Interferences | Illicit Trade

Illicit Cigarette Trade in Bangladesh

The share of illicit trade in the total cigarette market of Bangladesh is one of the lowest in the world. However, tobacco companies tend to intentionally magnify the extent and impacts of illicit cigarette trade to interfere in the tobacco tax measures, claiming that raising tobacco taxes would lead to influx of illicit cigarettes and massive revenue loss for the government.

Illicit Cigarette Trade in Bangladesh

According to a World Bank report titled Confronting Illicit Tobacco Trade: A Global Review of Country Experiences[1], published in February 2019, reveals that the percentage of illicit cigarette market in Bangladesh stands at merely 1.8 percent which is the lowest in 27 countries included in the report. As per the numbers presented in the report, in the South and Southeast Asian region, illicit tobacco trade constitutes 17 percent of tobacco trade in India, 38 percent in Pakistan, 36 percent in Malaysia and, 15 percent in the Philippines. The estimated revenue loss due to illicit cigarette trade in Bangladesh, the report says, stands at US$ 100 million a year, which is only 4 percent of total tobacco revenues. 92 percent of all illicit cigarettes are locally produced that managed to escape the government tax net.

While the Ministry of Health and Family Welfare (MoHFW) is responsible for setting, implementing and monitoring tobacco policies related to health implications, the Ministry of Finance (MoF), particularly its department National Board of Revenue (NBR) is the lead ministry for tobacco taxation and pricing and overseeing illicit tobacco trade. The Ministry of Home (MoH) also plays a role in enforcement through security agencies such as Police force and Border Guard Bangladesh (BGB). Stamps and banderoles, introduced in 2002,[2] are the major components of controlling illicit tobacco trade in Bangladesh. The existing enforcement mechanisms include surveillance, raids in factories, seizures, check points in ports, and mobile courts. Offences can lead to imprisonment of one to seven years and/or different levels of fines.

Industry Arguments Regarding Illicit Cigarette Trade

Tobacco companies and their association Bangladesh Cigarette Manufacturers’ Association (BCMA) often claim that any increase in tobacco taxes would result in spike in illicit tobacco trade and the government would lose significant amount of revenue as a result. On the other hand, anti-tobacco organizations referred to such claim made by tobacco companies as ‘fear-mongering tactic’, employed to prevent the government from increasing tobacco taxes.  

On 14 April 2017, during a pre-budget meeting between the National Board of Revenue (NBR) and BCMA, Mr. Golam Mainuddin, Chairman of British American Tobacco Bangladesh (BATB), said, “The revenue policy regarding cigarette has led to a spike in influx of illicit cigarettes... NBR and the Police alone cannot put an end to the influx. This should be eliminated through policy.
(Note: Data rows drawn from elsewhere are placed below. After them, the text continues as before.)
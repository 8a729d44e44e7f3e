//! Identifier case conversion
//!
//! Splits a raw key into words and re-joins them in the requested style.
//! Word boundaries are any non-alphanumeric character, a lower-to-upper
//! transition ("userId"), and the end of an acronym ("HTTPServer").

/// Split an identifier into its words
pub fn split_words(input: &str) -> Vec<String> {
    let chars: Vec<char> = input.chars().collect();
    let mut words = Vec::new();
    let mut current = String::new();

    for (i, &c) in chars.iter().enumerate() {
        if !c.is_alphanumeric() {
            flush(&mut words, &mut current);
            continue;
        }

        if !current.is_empty() {
            let prev = chars[i - 1];
            let next_is_lower = chars.get(i + 1).is_some_and(|n| n.is_lowercase());
            let starts_word = c.is_uppercase()
                && (prev.is_lowercase()
                    || prev.is_ascii_digit()
                    || (prev.is_uppercase() && next_is_lower));
            if starts_word {
                flush(&mut words, &mut current);
            }
        }
        current.push(c);
    }

    flush(&mut words, &mut current);
    words
}

fn flush(words: &mut Vec<String>, current: &mut String) {
    if !current.is_empty() {
        words.push(std::mem::take(current));
    }
}

fn capitalize(word: &str) -> String {
    let mut chars = word.chars();
    match chars.next() {
        Some(first) => first.to_uppercase().chain(chars.flat_map(char::to_lowercase)).collect(),
        None => String::new(),
    }
}

/// `user_id` -> `userId`
pub fn to_camel_case(input: &str) -> String {
    split_words(input)
        .iter()
        .enumerate()
        .map(|(i, w)| if i == 0 { w.to_lowercase() } else { capitalize(w) })
        .collect()
}

/// `user_id` -> `UserId`
pub fn to_pascal_case(input: &str) -> String {
    split_words(input).iter().map(|w| capitalize(w)).collect()
}

/// `userId` -> `user_id`
pub fn to_snake_case(input: &str) -> String {
    join_lower(input, "_")
}

/// `userId` -> `user-id`
pub fn to_kebab_case(input: &str) -> String {
    join_lower(input, "-")
}

/// `userId` -> `user.id`
pub fn to_dot_case(input: &str) -> String {
    join_lower(input, ".")
}

fn join_lower(input: &str, separator: &str) -> String {
    split_words(input)
        .iter()
        .map(|w| w.to_lowercase())
        .collect::<Vec<_>>()
        .join(separator)
}
//! Schema tree construction from sample JSON

use super::lattice;
use super::merge::collapse;
use super::types::Node;
use crate::error::{Error, Result};
use crate::types::TypeTag;
use chrono::{DateTime, NaiveDate, NaiveDateTime, NaiveTime};
use regex::Regex;
use serde_json::{Map, Value};
use std::sync::LazyLock;

/// Go-style duration literal: "1h30m", "250ms", "-1.5s"
static DURATION_REGEX: LazyLock<Regex> = LazyLock::new(|| {
    Regex::new(r"^[-+]?(?:(?:\d+(?:\.\d*)?|\.\d+)(?:ns|us|µs|μs|ms|s|m|h))+$")
        .expect("Invalid regex")
});

const DATETIME_FORMATS: [&str; 4] = [
    "%Y-%m-%dT%H:%M:%S%.f",
    "%Y-%m-%d %H:%M:%S%.f",
    "%Y-%m-%dT%H:%M",
    "%Y-%m-%d %H:%M",
];

const TIME_FORMATS: [&str; 2] = ["%H:%M:%S%.f", "%H:%M"];

/// Builds a [`Node`] tree from a sample value
#[derive(Debug, Clone, Default)]
pub struct SchemaInferrer {
    /// Refine scalar strings into date, time, date-time and duration tags
    detect_string_subtypes: bool,
}

impl SchemaInferrer {
    /// Create an inferrer with string subtype detection off
    pub fn new() -> Self {
        Self::default()
    }

    /// Enable/disable string subtype detection
    #[must_use]
    pub fn with_string_subtypes(mut self, enabled: bool) -> Self {
        self.detect_string_subtypes = enabled;
        self
    }

    /// Infer the schema tree of a sample document
    ///
    /// The root must be an object or an array; the returned root node has an
    /// empty key until the formatter assigns the root class name.
    pub fn infer(&self, value: &Value) -> Result<Node> {
        match value {
            Value::Object(_) | Value::Array(_) => {}
            other => {
                return Err(Error::UnsupportedRoot {
                    kind: lattice::type_of(other).to_string(),
                })
            }
        }

        let shape = collapse(value);
        Ok(self.build(String::new(), &[value], &shape))
    }

    /// Classify one value, honouring string subtype detection
    pub fn type_of(&self, value: &Value) -> TypeTag {
        match value {
            Value::String(s) if self.detect_string_subtypes => {
                detect_subtype(s).unwrap_or(TypeTag::String)
            }
            other => lattice::type_of(other),
        }
    }

    /// Build one node
    ///
    /// `samples` are the raw values found at this position (one per object
    /// that defines the key); `shape` is their merged form. The tag is voted
    /// on the raw samples, the children come from the merged shape.
    fn build(&self, key: String, samples: &[&Value], shape: &Value) -> Node {
        let tag = self.tag_of(samples);
        let children = match shape {
            Value::Object(map) => self.build_children(map, samples),
            Value::Array(elements) if tag == TypeTag::ArrayObject => {
                representative_object(elements)
                    .map(|map| self.build_children(map, samples))
                    .unwrap_or_default()
            }
            _ => Vec::new(),
        };
        Node::new(key, tag, children)
    }

    fn build_children(&self, map: &Map<String, Value>, samples: &[&Value]) -> Vec<Node> {
        let mut objects = Vec::new();
        for sample in samples {
            collect_objects(sample, &mut objects);
        }

        map.iter()
            .map(|(key, shape)| {
                let child_samples: Vec<&Value> =
                    objects.iter().filter_map(|object| object.get(key)).collect();
                self.build(key.clone(), &child_samples, shape)
            })
            .collect()
    }

    /// The first non-null sample decides, except that sibling arrays vote
    /// together over all of their elements
    fn tag_of(&self, samples: &[&Value]) -> TypeTag {
        let present: Vec<&Value> = samples.iter().copied().filter(|v| !v.is_null()).collect();
        match present.first() {
            None => TypeTag::Null,
            Some(_) if present.iter().all(|v| v.is_array()) => lattice::type_of_elements(
                present.iter().filter_map(|v| v.as_array()).flatten(),
            ),
            Some(first) => self.type_of(first),
        }
    }
}

/// Infer a tree with default settings (convenience function)
pub fn infer_schema(value: &Value) -> Result<Node> {
    SchemaInferrer::new().infer(value)
}

/// The merged object of a collapsed array, searching nested arrays
fn representative_object(elements: &[Value]) -> Option<&Map<String, Value>> {
    elements.iter().rev().find_map(|element| match element {
        Value::Object(map) => Some(map),
        Value::Array(inner) => representative_object(inner),
        _ => None,
    })
}

/// Every object in a raw value: the value itself, or the objects of an
/// array at any nesting depth
fn collect_objects<'a>(value: &'a Value, out: &mut Vec<&'a Map<String, Value>>) {
    match value {
        Value::Object(map) => out.push(map),
        Value::Array(elements) => {
            for element in elements {
                collect_objects(element, out);
            }
        }
        _ => {}
    }
}

// Subtype detection helpers

fn detect_subtype(s: &str) -> Option<TypeTag> {
    if s.is_empty() {
        return None;
    }
    if DURATION_REGEX.is_match(s) {
        return Some(TypeTag::Duration);
    }
    if NaiveDate::parse_from_str(s, "%Y-%m-%d").is_ok() {
        return Some(TypeTag::Date);
    }
    if let Some(dt) = parse_datetime(s) {
        return Some(if dt.time() == NaiveTime::default() {
            TypeTag::Date
        } else {
            TypeTag::DateTime
        });
    }
    if TIME_FORMATS
        .iter()
        .any(|f| NaiveTime::parse_from_str(s, f).is_ok())
    {
        return Some(TypeTag::Time);
    }
    None
}

fn parse_datetime(s: &str) -> Option<NaiveDateTime> {
    if let Ok(dt) = DateTime::parse_from_rfc3339(s) {
        return Some(dt.naive_local());
    }
    if let Ok(dt) = DateTime::parse_from_rfc2822(s) {
        return Some(dt.naive_local());
    }
    DATETIME_FORMATS
        .iter()
        .find_map(|f| NaiveDateTime::parse_from_str(s, f).ok())
}
//! CLI commands and argument parsing

use crate::types::LogLevel;
use clap::{Args, Parser, Subcommand};
use std::path::PathBuf;

/// Generate typed data classes from sample JSON and macro templates
#[derive(Parser, Debug)]
#[command(name = "gendata")]
#[command(author, version, about, long_about = None)]
pub struct Cli {
    /// Output format for listings and responses
    #[arg(short, long, global = true, default_value = "pretty")]
    pub format: OutputFormat,

    /// Log level (overridden by RUST_LOG)
    #[arg(long, global = true, default_value = "info")]
    pub log_level: LogLevel,

    /// Verbose output (same as --log-level debug)
    #[arg(short, long, global = true)]
    pub verbose: bool,

    #[command(subcommand)]
    pub command: Commands,
}

impl Cli {
    /// Effective log level after `--verbose`
    pub fn effective_log_level(&self) -> LogLevel {
        if self.verbose {
            LogLevel::Debug
        } else {
            self.log_level
        }
    }
}

/// CLI subcommands
#[derive(Subcommand, Debug)]
pub enum Commands {
    /// Render a template against a sample document
    Gen(GenArgs),

    /// Print the inferred schema tree of a sample document
    Schema {
        /// Sample data file (JSON)
        #[arg(short, long)]
        data_file: PathBuf,

        /// Refine strings into date/time/duration types
        #[arg(long)]
        detect_string_subtypes: bool,
    },

    /// List supported languages
    Langs {
        /// Only the language with this code
        #[arg(long)]
        code: Option<String>,

        /// Only the language with this name
        #[arg(long)]
        name: Option<String>,
    },

    /// List the type tags a profile must map
    Types,

    /// Start HTTP server mode
    Serve {
        /// Port to listen on
        #[arg(short, long, default_value = "8081")]
        port: u16,

        /// Extra profile files (YAML) to register next to the built-in ones
        #[arg(long = "profile")]
        profiles: Vec<PathBuf>,
    },
}

/// Arguments of the `gen` command
#[derive(Args, Debug, Clone, Default)]
pub struct GenArgs {
    /// Template file
    #[arg(short, long)]
    pub template_file: PathBuf,

    /// Sample data file (JSON)
    #[arg(short, long)]
    pub data_file: PathBuf,

    /// Config file (YAML or JSON)
    #[arg(short, long)]
    pub config_file: Option<PathBuf>,

    /// Target language code or name (overrides the config)
    #[arg(short, long)]
    pub lang: Option<String>,

    /// Custom profile file (YAML), registered before resolving the language
    #[arg(long)]
    pub profile: Option<PathBuf>,

    /// Class name of the root node
    #[arg(long)]
    pub root_class_name: Option<String>,

    /// Prefix added to every class name
    #[arg(long)]
    pub prefix_class_name: Option<String>,

    /// Suffix added to every class name
    #[arg(long)]
    pub suffix_class_name: Option<String>,

    /// Sort properties by key
    #[arg(long)]
    pub sort_properties: bool,

    /// Refine strings into date/time/duration types
    #[arg(long)]
    pub detect_string_subtypes: bool,

    /// Directory to write files into (prints to stdout when omitted)
    #[arg(short, long)]
    pub out: Option<PathBuf>,
}

/// Output format
#[derive(Debug, Clone, Copy, PartialEq, Eq, clap::ValueEnum)]
pub enum OutputFormat {
    /// JSON output (one document per line)
    Json,
    /// Human-readable output
    Pretty,
}
//! Code generation pipeline
//!
//! Ties the stages together:
//!
//! 1. check inputs and resolve the language profile
//! 2. validate and expand the template
//! 3. decode the sample data and infer its schema tree
//! 4. format the tree for the profile
//! 5. render one file (or one file per class when the profile splits)
//!
//! A call either returns every file or a single error; nothing is written
//! anywhere by this module.

mod types;

pub use types::{GenerateFileRequest, GenerateRequest, GenerateResponse, RenderedFile};

use crate::config::GenerateConfig;
use crate::error::{Error, Result};
use crate::format::Formatter;
use crate::profile::ProfileRegistry;
use crate::render::{split_nodes, Renderer};
use crate::schema::SchemaInferrer;
use crate::types::DataFormat;
use std::collections::HashSet;
use std::fs;
use std::path::Path;
use std::time::Instant;
use tracing::{debug, info, warn};

/// Name given to the user template in error messages
const TEMPLATE_NAME: &str = "template";

/// Runs generation requests against a profile registry
#[derive(Debug, Clone)]
pub struct Generator {
    registry: ProfileRegistry,
}

impl Generator {
    pub fn new(registry: ProfileRegistry) -> Self {
        Self { registry }
    }

    /// Generator over the built-in profiles
    pub fn with_builtin_profiles() -> Result<Self> {
        Ok(Self::new(ProfileRegistry::builtin()?))
    }

    pub fn registry(&self) -> &ProfileRegistry {
        &self.registry
    }

    /// Generate code from an in-memory template and sample
    pub fn generate(&self, request: &GenerateRequest) -> Result<GenerateResponse> {
        let started = Instant::now();

        if request.tmpl.trim().is_empty() {
            return Err(Error::empty("template"));
        }
        if request.data.trim().is_empty() {
            return Err(Error::empty("data"));
        }

        let config = &request.config;
        let profile = config.resolve_profile(&self.registry)?;
        let renderer = Renderer::compile(TEMPLATE_NAME, &request.tmpl)?;

        let value: serde_json::Value = match config.data_format()? {
            DataFormat::Json => serde_json::from_str(&request.data)?,
        };

        let mut root = SchemaInferrer::new()
            .with_string_subtypes(config.detect_string_subtypes)
            .infer(&value)?;
        debug!(nodes = root.node_count(), root = %root.tag, "Inferred schema tree");

        let options = config.format_options();
        Formatter::new(&profile, &options).format(&mut root)?;

        let nodes = split_nodes(&root, profile.split_by_files);
        debug!(
            lang = %profile.code,
            split = profile.split_by_files,
            files = nodes.len(),
            "Rendering"
        );

        let mut rendered_files = Vec::with_capacity(nodes.len());
        let mut seen = HashSet::new();
        for node in nodes {
            let content = renderer.render(node, profile.split_by_files)?;
            let file_name = node.file_name.clone().unwrap_or_default();
            if !seen.insert(file_name.clone()) {
                warn!(file = %file_name, "Duplicate output file name; later file shadows earlier one on disk");
            }
            rendered_files.push(RenderedFile { file_name, content });
        }

        let render_time = started.elapsed();
        info!(
            lang = %profile.code,
            files = rendered_files.len(),
            elapsed_us = render_time.as_micros() as u64,
            "Generation complete"
        );

        Ok(GenerateResponse {
            rendered_files,
            render_time,
        })
    }

    /// Generate code from files on disk
    pub fn generate_from_files(&self, request: &GenerateFileRequest) -> Result<GenerateResponse> {
        let tmpl = read_input(&request.tmpl_file)?;
        let data = read_input(&request.data_file)?;
        let config = match &request.config_file {
            Some(path) => GenerateConfig::load(path)?,
            None => request.config.clone(),
        };
        self.generate(&GenerateRequest { tmpl, data, config })
    }
}

fn read_input(path: &Path) -> Result<String> {
    fs::read_to_string(path).map_err(|e| {
        if e.kind() == std::io::ErrorKind::NotFound {
            Error::FileNotFound {
                path: path.display().to_string(),
            }
        } else {
            Error::Io(e)
        }
    })
}

#[cfg(test)]
mod tests;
While formulating the budgetary policies, one should keep illicit tobacco trade in mind.” [3]

The similar tactic was found in a letter sent to the finance minister by BCMA. On 15 September 2019, BCMA sent a letter addressed to the Finance Minister, with copies sent to Finance Secretary, Health Services Secretary and Chairman of National Revenue Board (NBR) to raise its objections against the draft National Tobacco Control Policy (NTCP).[4] At the beginning of the letter, BCMA mentioned, ‘...member companies of BCMA have been contributing large sums of revenues to the govt. exchequer throughout the years. In the last FY alone, the govt. earned Taka 28,000 crore from the cigarette industry which stands for almost 12 percent of total internal revenue income of the govt.” BCMA tried to persuade the govt. against raising taxes and prices, claiming “the recent increase in cigarette prices was not at par with the inflation of the economy which eventually led the consumers to tax-evading low-price cigarette brands. Not only do these cigarette brands harm the govt. revenue earnings but also damages the condition of public health.”[5]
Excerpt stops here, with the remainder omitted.